Cozy Off Grid Solar Retreat in Maine


Of all the beautiful homes in the most recent issue of Dwell, I must say this one made the greatest impression on me.  In “Worth the Wait,” Amber Bravo writes about The Porter Cottage in Ragged Island, Maine.  The self-sufficient home – roughly 480 square feet including a screen porch – is both off-pipe and off-grid and made with durable and green materials.


The owner, Bruce Porter, is a journalist and retired professor of Columbia University, while the architect, Alex Scott Porter, is the owner’s daughter.  Together with contractor Josh Howell, the team was able to see this tiny house to completion while including some innovative elements.

The Portage Cottage has four photovoltaic panels, large capacity batteries, a 525-gallon cistern, rainwater catchment, a graywater system, an outdoor shower, a composting toilet, a DC-powered solar refrigerator, and a on-demand water heater.

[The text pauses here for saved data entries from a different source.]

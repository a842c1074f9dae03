//! # Ring Revolver
//!
//! Revolves the meshed profile zone by zone into rings of adaptive density.
//!
//! ## Algorithm
//!
//! 1. The angular group count `Δ` follows from the profile start
//!    ([`config::constants::compute_group_count`]); rings hold `1 + kΔ`
//!    points so every ring splits into `Δ` groups.
//! 2. The first zone is seeded with a pole or an arc of `1 + Δ` points; later
//!    zones are seeded with the previous zone's last ring.
//! 3. Each station adds one ring. Past the fixed layers, a ring whose
//!    circumferential edge exceeds the max edge length gains `Δ` points.
//! 4. A back zone closing on the axis sheds its density over a precomputed
//!    schedule and ends in a pole.

pub mod builder;
pub mod ring;
pub mod schedule;
pub mod stitch;

pub use builder::{ZoneMesh, ZoneMeshBuilder};
pub use ring::{ring_points, Ring};
pub use schedule::schedule_density_changes;
pub use stitch::{consecutive_distance_deviation, stitch_rings, StitchedCells};

use crate::diagnostic::{DiagnosticKind, Diagnostics};
use crate::error::{InterfaceError, Result};
use crate::profile::Zone;
use crate::spacing::CellType;
use config::constants::{compute_group_count, ring_edge_length, RevolveSettings, POLE_TOLERANCE};
use glam::DVec2;

/// One meshed profile point.
#[derive(Debug, Clone, Copy, PartialEq)]
pub struct Station {
    pub position: DVec2,
    /// Cell type of the band that ends at this station.
    pub cell_type: CellType,
}

/// The stations of one zone. The first station is the zone's seed: the
/// profile start for the first zone, the previous zone's last station
/// otherwise.
#[derive(Debug, Clone, PartialEq)]
pub struct ZoneStations {
    pub zone: Zone,
    pub stations: Vec<Station>,
}

impl ZoneStations {
    /// Stations that add a ring.
    #[inline]
    pub fn new_stations(&self) -> usize {
        self.stations.len().saturating_sub(1)
    }
}

#[inline]
fn on_axis(position: DVec2) -> bool {
    position.y.abs() < POLE_TOLERANCE
}

/// Revolves every non-empty zone into a [`ZoneMesh`].
///
/// # Errors
///
/// `DegenerateGeometry` when an interior station lies on the axis, and
/// `InvalidTopology` when zones do not chain.
pub fn revolve_zones(
    zones: &[ZoneStations],
    settings: &RevolveSettings,
    diagnostics: &mut Diagnostics,
) -> Result<Vec<ZoneMesh>> {
    let zones: Vec<&ZoneStations> = zones.iter().filter(|z| z.new_stations() > 0).collect();
    let (Some(first_zone), Some(last_zone)) = (zones.first(), zones.last()) else {
        return Err(InterfaceError::degenerate("profile has no station to revolve"));
    };

    let start = first_zone.stations[0].position;
    let end = last_zone.stations[last_zone.stations.len() - 1].position;
    check_interior_stations(&zones)?;

    let start_radius = (!on_axis(start)).then(|| start.y.abs());
    let delta = compute_group_count(settings.refinement_factor, start_radius, settings.max_edge_length);
    let ends_on_axis = on_axis(end);
    tracing::debug!(delta, starts_on_axis = start_radius.is_none(), ends_on_axis, "revolving profile");

    let mut meshes: Vec<ZoneMesh> = Vec::with_capacity(zones.len());
    let mut station_offset = 0;

    for (zone_index, zone) in zones.iter().enumerate() {
        let is_last = zone_index + 1 == zones.len();
        let mut builder = match meshes.last() {
            None if start_radius.is_none() => ZoneMeshBuilder::from_pole(zone.zone, delta, 0, start),
            None => ZoneMeshBuilder::from_arc(zone.zone, delta, 0, start, 1 + delta),
            Some(previous) => {
                let ring = previous
                    .last_ring()
                    .ok_or_else(|| InterfaceError::invalid_topology("previous zone has no ring"))?;
                ZoneMeshBuilder::from_shared(zone.zone, delta, ring)
            }
        };

        let closes_on_axis = is_last && ends_on_axis;
        revolve_zone(
            zone,
            &mut builder,
            delta,
            station_offset,
            closes_on_axis,
            settings,
            diagnostics,
        )?;

        let mesh = builder.finish();
        tracing::debug!(
            zone = %mesh.zone,
            rings = mesh.rings.len(),
            points = mesh.points.len(),
            triangles = mesh.triangles.len(),
            quads = mesh.quads.len(),
            "zone revolved"
        );
        station_offset += zone.new_stations();
        meshes.push(mesh);
    }

    Ok(meshes)
}

fn revolve_zone(
    zone: &ZoneStations,
    builder: &mut ZoneMeshBuilder,
    delta: usize,
    station_offset: usize,
    closes_on_axis: bool,
    settings: &RevolveSettings,
    diagnostics: &mut Diagnostics,
) -> Result<()> {
    let count = zone.new_stations();
    let requested = match zone.zone {
        Zone::Front => settings.front_fixed_layers,
        Zone::Side => 0,
        Zone::Back => settings.back_fixed_layers,
    };
    let fixed = if requested > count + 1 {
        diagnostics.notice(DiagnosticKind::FixedLayersClamped {
            zone: zone.zone.to_string(),
            requested,
        });
        1
    } else {
        requested
    };

    let min_dim = 1 + delta;
    let mut dim = builder.current_dim().max(min_dim);

    let schedule = if closes_on_axis && zone.zone == Zone::Back {
        schedule_density_changes(dim, min_dim, delta, 1, count.saturating_sub(fixed))
    } else {
        Vec::new()
    };

    for (s, station) in zone.stations.iter().enumerate().skip(1) {
        let position = station.position;
        if closes_on_axis && s == count {
            builder.push_ring(station_offset + s, position, 1, station.cell_type, diagnostics)?;
            break;
        }

        if !schedule.is_empty() {
            if schedule.binary_search(&s).is_ok() {
                dim = dim.saturating_sub(delta).max(min_dim);
            }
        } else if s > fixed && ring_edge_length(position.y.abs(), dim) > settings.max_edge_length {
            dim += delta;
        }

        builder.push_ring(station_offset + s, position, dim, station.cell_type, diagnostics)?;
    }

    Ok(())
}

/// Only the first and last station of the profile may sit on the axis.
fn check_interior_stations(zones: &[&ZoneStations]) -> Result<()> {
    let mut stations: Vec<DVec2> = Vec::new();
    for (i, zone) in zones.iter().enumerate() {
        let skip = usize::from(i > 0);
        stations.extend(zone.stations.iter().skip(skip).map(|s| s.position));
    }

    let last = stations.len().saturating_sub(1);
    for (i, position) in stations.iter().enumerate() {
        if i != 0 && i != last && on_axis(*position) {
            return Err(InterfaceError::degenerate(format!(
                "station {i} at ({}, {}) lies on the rotation axis",
                position.x, position.y
            )));
        }
    }
    Ok(())
}

#[cfg(test)]
mod tests;
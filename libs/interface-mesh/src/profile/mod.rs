//! # Meridional Profile
//!
//! The 2D cross-section revolved into the interface surface. `x` is the
//! axial coordinate, `y` the radial one.
//!
//! ## Pipeline
//!
//! ```text
//! text → parse_segments → validate_segments → classify_kind / classify_zone → Profile
//! ```

pub mod reader;
pub mod segment;

pub use reader::{parse_segments, read_profile, validate_segments};
pub use segment::{classify_kind, classify_zone, BoundingBox, Segment, SegmentKind, Zone};

use crate::error::{InterfaceError, Result};
use glam::DVec2;
use std::str::FromStr;

/// A validated, classified profile.
///
/// # Example
///
/// ```rust
/// use interface_mesh::profile::{Profile, Zone};
///
/// let profile: Profile = "0 0\n0 1\n\n0 1\n1 1\n\n1 1\n1 0\n".parse().unwrap();
/// assert_eq!(profile.len(), 3);
/// assert_eq!(profile.segment(1).unwrap().zone(), Zone::Side);
/// ```
#[derive(Debug, Clone, PartialEq)]
pub struct Profile {
    segments: Vec<Segment>,
    bbox: BoundingBox,
}

impl Profile {
    /// Validates raw segments, classifies them and checks zone ordering.
    pub fn new(raw: Vec<Vec<DVec2>>) -> Result<Self> {
        validate_segments(&raw)?;

        let mut segments: Vec<Segment> = raw
            .into_iter()
            .map(|points| Segment::new(points, Zone::Front))
            .collect();

        let bbox = segments
            .iter()
            .map(|s| *s.bounding_box())
            .reduce(|a, b| a.union(&b))
            .ok_or_else(|| InterfaceError::malformed("profile holds no segment", None))?;

        for segment in &mut segments {
            let zone = classify_zone(segment.bounding_box(), &bbox);
            segment.set_zone(zone);
        }

        for (index, pair) in segments.windows(2).enumerate() {
            if pair[1].zone() < pair[0].zone() {
                return Err(InterfaceError::malformed(
                    format!(
                        "segment {} is {} but follows a {} segment; zones must run front, side, back",
                        index + 1,
                        pair[1].zone(),
                        pair[0].zone()
                    ),
                    None,
                ));
            }
        }

        Ok(Self { segments, bbox })
    }

    #[inline]
    pub fn segments(&self) -> &[Segment] {
        &self.segments
    }

    #[inline]
    pub fn segment(&self, index: usize) -> Option<&Segment> {
        self.segments.get(index)
    }

    #[inline]
    pub fn len(&self) -> usize {
        self.segments.len()
    }

    #[inline]
    pub fn is_empty(&self) -> bool {
        self.segments.is_empty()
    }

    #[inline]
    pub fn bounding_box(&self) -> &BoundingBox {
        &self.bbox
    }

    /// First point of the profile.
    pub fn start(&self) -> DVec2 {
        self.segments[0].first()
    }

    /// Last point of the profile.
    pub fn end(&self) -> DVec2 {
        self.segments[self.segments.len() - 1].last()
    }

    /// Indices of the segments assigned to `zone`, in profile order.
    pub fn zone_segments(&self, zone: Zone) -> impl Iterator<Item = usize> + '_ {
        self.segments
            .iter()
            .enumerate()
            .filter(move |(_, s)| s.zone() == zone)
            .map(|(i, _)| i)
    }
}

impl FromStr for Profile {
    type Err = InterfaceError;

    fn from_str(text: &str) -> Result<Self> {
        Profile::new(parse_segments(text)?)
    }
}

#[cfg(test)]
mod tests {
    use super::*;

    const RECTANGLE: &str = "0 0\n0 1\n\n0 1\n1 1\n\n1 1\n1 0\n";

    #[test]
    fn test_rectangle_zones() {
        let profile: Profile = RECTANGLE.parse().unwrap();
        let zones: Vec<Zone> = profile.segments().iter().map(|s| s.zone()).collect();
        assert_eq!(zones, vec![Zone::Front, Zone::Side, Zone::Back]);
        assert_eq!(profile.segment(0).unwrap().kind(), SegmentKind::VLine);
        assert_eq!(profile.segment(1).unwrap().kind(), SegmentKind::HLine);
        assert_eq!(profile.start(), DVec2::ZERO);
        assert_eq!(profile.end(), DVec2::new(1.0, 0.0));
    }

    #[test]
    fn test_zone_segments() {
        let profile: Profile = RECTANGLE.parse().unwrap();
        assert_eq!(profile.zone_segments(Zone::Side).collect::<Vec<_>>(), vec![1]);
    }

    #[test]
    fn test_rejects_zone_out_of_order() {
        // Back cap first, then front cap
        let text = "2 0\n2 1\n\n2 1\n0 0.2\n\n0 0.2\n0 0\n";
        let err = text.parse::<Profile>().unwrap_err();
        assert!(err.to_string().contains("zones must run"));
    }

    #[test]
    fn test_single_side_segment() {
        let profile: Profile = "0 1\n1 1\n".parse().unwrap();
        assert_eq!(profile.segment(0).unwrap().zone(), Zone::Side);
    }
}
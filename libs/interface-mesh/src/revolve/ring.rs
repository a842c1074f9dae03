//! # Rings
//!
//! One ring per profile station: a half circle of points in the plane
//! `x = station.x`, from `θ = 0` (`+y`) to `θ = π` (`-y`) through `+z`.

use glam::{DVec2, DVec3};
use std::f64::consts::PI;

/// A ring of the top half-revolution.
#[derive(Debug, Clone, PartialEq)]
pub struct Ring {
    /// Profile station the ring was built from.
    pub station: usize,
    /// Axial coordinate.
    pub axial: f64,
    /// Distance from the rotation axis.
    pub radius: f64,
    /// Ring points from `θ = 0` to `θ = π`.
    pub points: Vec<DVec3>,
    /// Indices of `points` in the zone's local index space.
    pub indices: Vec<u32>,
}

impl Ring {
    /// Builds a ring of `dim` points for a profile station.
    ///
    /// `dim == 1` is a pole on the axis.
    pub fn new(station: usize, position: DVec2, dim: usize, first_index: u32) -> Self {
        let radius = position.y.abs();
        let points = ring_points(position.x, radius, dim);
        let indices = (first_index..first_index + points.len() as u32).collect();
        Self {
            station,
            axial: position.x,
            radius,
            points,
            indices,
        }
    }

    /// Number of points on the ring.
    #[inline]
    pub fn dim(&self) -> usize {
        self.points.len()
    }

    #[inline]
    pub fn is_pole(&self) -> bool {
        self.points.len() == 1
    }

    /// Indices of the two seam points (0° and 180°); a pole has one.
    pub fn seam(&self) -> (u32, u32) {
        (self.indices[0], self.indices[self.indices.len() - 1])
    }
}

/// Points of a half ring at axial `x` and `radius`.
///
/// The seam points are exactly `(x, ±radius, 0)`.
///
/// # Example
///
/// ```rust
/// use interface_mesh::revolve::ring_points;
/// use glam::DVec3;
///
/// let points = ring_points(2.0, 1.0, 3);
/// assert_eq!(points[0], DVec3::new(2.0, 1.0, 0.0));
/// assert!((points[1] - DVec3::new(2.0, 0.0, 1.0)).length() < 1e-12);
/// assert_eq!(points[2], DVec3::new(2.0, -1.0, 0.0));
/// ```
pub fn ring_points(x: f64, radius: f64, dim: usize) -> Vec<DVec3> {
    if dim <= 1 {
        return vec![DVec3::new(x, 0.0, 0.0)];
    }

    let step = PI / (dim - 1) as f64;
    let mut points: Vec<DVec3> = (0..dim)
        .map(|k| {
            let theta = step * k as f64;
            DVec3::new(x, radius * theta.cos(), radius * theta.sin())
        })
        .collect();

    points[0] = DVec3::new(x, radius, 0.0);
    points[dim - 1] = DVec3::new(x, -radius, 0.0);
    points
}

Aluminum covers the exterior and, when the owner is away, windows and doors can be protected with corrugated aluminum panels.  Clerestory windows provide natural ventilation and the standing seam metal roof is sure to weather several seasons.

Inside, the walls have unfinished northeastern wood, the cabinets are made with a recycled plastic laminate, and the hearth is made with local beach stones.  The interior is simple but not Spartan.  There are CB2 Lubi Daybeds, Arper Leaf chairs, and exposed CFL lights – complementary details that make the place seem worth the retreat.




[+] Read more about The Porter Cottage in Dwell.

Credits: Eirick Johnson; more at Alex Scott Porter Design.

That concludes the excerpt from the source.